One last thought, I hope you are running continuous filtration with a turn over rate (real time) of a minimum of 2.

Gene Packman
- Great Neck, New York




Operating temperature for acid zinc plating

Q. Hi, this is Danish. We manufacture sheet metal components and also electroplate them.

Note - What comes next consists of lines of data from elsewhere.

//! Tests for nested rule-set composition.
//!
//! A child directory's effective rule set is the parent's rules followed by
//! the child's own local rules; later rules override earlier ones for the
//! same path, and rules never apply outside their declaration directory.

use filters::{IgnoreRule, RuleSet};
use std::path::Path;

#[test]
fn child_rules_append_to_parent_rules() {
    let (root, _) = RuleSet::new().extended(Path::new(""), [IgnoreRule::exclude("*.tmp")]);
    let (child, _) = root.extended(Path::new("sub"), [IgnoreRule::exclude("*.bak")]);

    assert_eq!(root.len(), 1);
    assert_eq!(child.len(), 2);
    assert!(child.is_excluded(Path::new("sub/a.tmp"), false));
    assert!(child.is_excluded(Path::new("sub/a.bak"), false));
}

#[test]
fn sibling_scopes_do_not_interfere() {
    let (root, _) = RuleSet::new().extended(Path::new(""), [IgnoreRule::exclude("*.tmp")]);
    let (left, _) = root.extended(Path::new("left"), [IgnoreRule::negate("keep.tmp")]);

    // the negation only exists in the `left` lineage
    assert!(!left.is_excluded(Path::new("left/keep.tmp"), false));
    assert!(root.is_excluded(Path::new("right/keep.tmp"), false));
    assert!(root.is_excluded(Path::new("right/other.tmp"), false));
}

#[test]
fn deeper_scopes_layer_in_order() {
    let (root, _) = RuleSet::new().extended(Path::new(""), [IgnoreRule::exclude("*.tmp")]);
    let (mid, _) = root.extended(Path::new("a"), [IgnoreRule::negate("keep.tmp")]);
    let (leaf, _) = mid.extended(Path::new("a/b"), [IgnoreRule::exclude("keep.tmp")]);

    assert!(!mid.is_excluded(Path::new("a/keep.tmp"), false));
    // the leaf re-excludes what the middle scope negated
    assert!(leaf.is_excluded(Path::new("a/b/keep.tmp"), false));
    assert!(!leaf.is_excluded(Path::new("a/keep.tmp"), false));
}

#[test]
fn anchored_child_rule_is_relative_to_its_scope() {
    let (set, _) = RuleSet::new().extended(Path::new("sub"), [IgnoreRule::exclude("/top.txt")]);

    assert!(set.is_excluded(Path::new("sub/top.txt"), false));
    assert!(!set.is_excluded(Path::new("sub/deeper/top.txt"), false));
    assert!(!set.is_excluded(Path::new("top.txt"), false));
}

#[test]
fn extension_preserves_declaration_order() {
    let (set, _) = RuleSet::new().extended(
        Path::new(""),
        [
            IgnoreRule::exclude("keep.tmp"),
            IgnoreRule::negate("keep.tmp"),
        ],
    );
    let (set, _) = set.extended(Path::new(""), [IgnoreRule::exclude("keep.tmp")]);

    // the final exclude, added last, wins
    assert!(set.is_excluded(Path::new("keep.tmp"), false));
}
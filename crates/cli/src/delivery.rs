//! Payload delivery backends.
//!
//! Delivery is modelled as a capability: anything that can accept one text
//! payload. The clipboard implementation shells out to the platform's
//! clipboard helper the way the traditional tools do (`pbcopy` on macOS,
//! `xclip`/`xsel` on Linux, `clip` on Windows); the writer implementation
//! backs the `--no-clipboard` mode and the fallback path when no clipboard
//! helper is available.

use std::borrow::Cow;
use std::io::{self, Write};
use std::process::{Command, Stdio};

use tracing::debug;

/// Capability to deliver one text payload.
pub trait TextSink {
    /// Delivers `payload`. Implementations attempt delivery at most once.
    ///
    /// # Errors
    ///
    /// Returns the underlying I/O failure when delivery is impossible, so
    /// the caller can degrade to another sink.
    fn deliver(&mut self, payload: &str) -> io::Result<()>;
}

/// Delivers the payload to the operating system clipboard.
#[derive(Clone, Copy, Debug, Default)]
pub struct ClipboardSink;

impl TextSink for ClipboardSink {
    fn deliver(&mut self, payload: &str) -> io::Result<()> {
        let mut commands = clipboard_commands();
        if commands.is_empty() {
            return Err(io::Error::new(
                io::ErrorKind::Unsupported,
                "no clipboard integration for this platform",
            ));
        }

        let bytes = clipboard_bytes(payload);
        for command in &mut commands {
            match pipe_into(command, &bytes) {
                Ok(()) => return Ok(()),
                // The helper is not installed; try the next candidate.
                Err(error) if error.kind() == io::ErrorKind::NotFound => {
                    debug!(helper = ?command.get_program(), "clipboard helper not found");
                }
                Err(error) => return Err(error),
            }
        }

        Err(io::Error::new(
            io::ErrorKind::NotFound,
            "no clipboard helper available",
        ))
    }
}

/// Delivers the payload by writing it to the wrapped writer.
#[derive(Debug)]
pub struct WriterSink<W: Write> {
    writer: W,
}

impl<W: Write> WriterSink<W> {
    /// Wraps `writer` as a delivery target.
    pub const fn new(writer: W) -> Self {
        Self { writer }
    }
}

impl<W: Write> TextSink for WriterSink<W> {
    fn deliver(&mut self, payload: &str) -> io::Result<()> {
        self.writer.write_all(payload.as_bytes())?;
        self.writer.flush()
    }
}

fn pipe_into(command: &mut Command, bytes: &[u8]) -> io::Result<()> {
    let mut child = command
        .stdin(Stdio::piped())
        .stdout(Stdio::null())
        .stderr(Stdio::null())
        .spawn()?;

    // stdin is always piped above; dropping the handle closes the pipe so
    // the helper sees end-of-input.
    if let Some(mut stdin) = child.stdin.take() {
        stdin.write_all(bytes)?;
    }

    let status = child.wait()?;
    if status.success() {
        Ok(())
    } else {
        Err(io::Error::other(format!(
            "clipboard helper exited with {status}"
        )))
    }
}

#[cfg(target_os = "macos")]
fn clipboard_commands() -> Vec<Command> {
    vec![Command::new("pbcopy")]
}

#[cfg(target_os = "linux")]
fn clipboard_commands() -> Vec<Command> {
    let mut xclip = Command::new("xclip");
    xclip.args(["-selection", "clipboard"]);
    let mut xsel = Command::new("xsel");
    xsel.args(["--clipboard", "--input"]);
    vec![xclip, xsel]
}

#[cfg(windows)]
fn clipboard_commands() -> Vec<Command> {
    vec![Command::new("clip")]
}

#[cfg(not(any(target_os = "macos", target_os = "linux", windows)))]
fn clipboard_commands() -> Vec<Command> {
    Vec::new()
}

/// `clip` consumes UTF-16LE with a byte-order mark; everything else takes
/// the payload verbatim.
#[cfg(windows)]
fn clipboard_bytes(payload: &str) -> Cow<'_, [u8]> {
    let mut bytes = vec![0xFF, 0xFE];
    for unit in payload.encode_utf16() {
        bytes.extend_from_slice(&unit.to_le_bytes());
    }
    Cow::Owned(bytes)
}

#[cfg(not(windows))]
fn clipboard_bytes(payload: &str) -> Cow<'_, [u8]> {
    Cow::Borrowed(payload.as_bytes())
}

What would be the optimum temperature for acid zinc plating if the capacity of tank is 500 ltr and per batch 25-30 kg material is plated? For a total of 6 tanks. Any advise will be highly appreciated.

Thanks and cheers,

Danish Jawed
- Karachi, Sindh, Pakistan
July 13, 2012



A. Dear Danish,

- The advised optimum temperature for acid zinc potassium electroplating bath is 22 °C. Over 28 °C there are (commonly) problems of over-consumption of brighteners, under 15 °C there are problems to level, low conductivity and low solubility of potassium chloride and boric acid (addition of these may be troublesome).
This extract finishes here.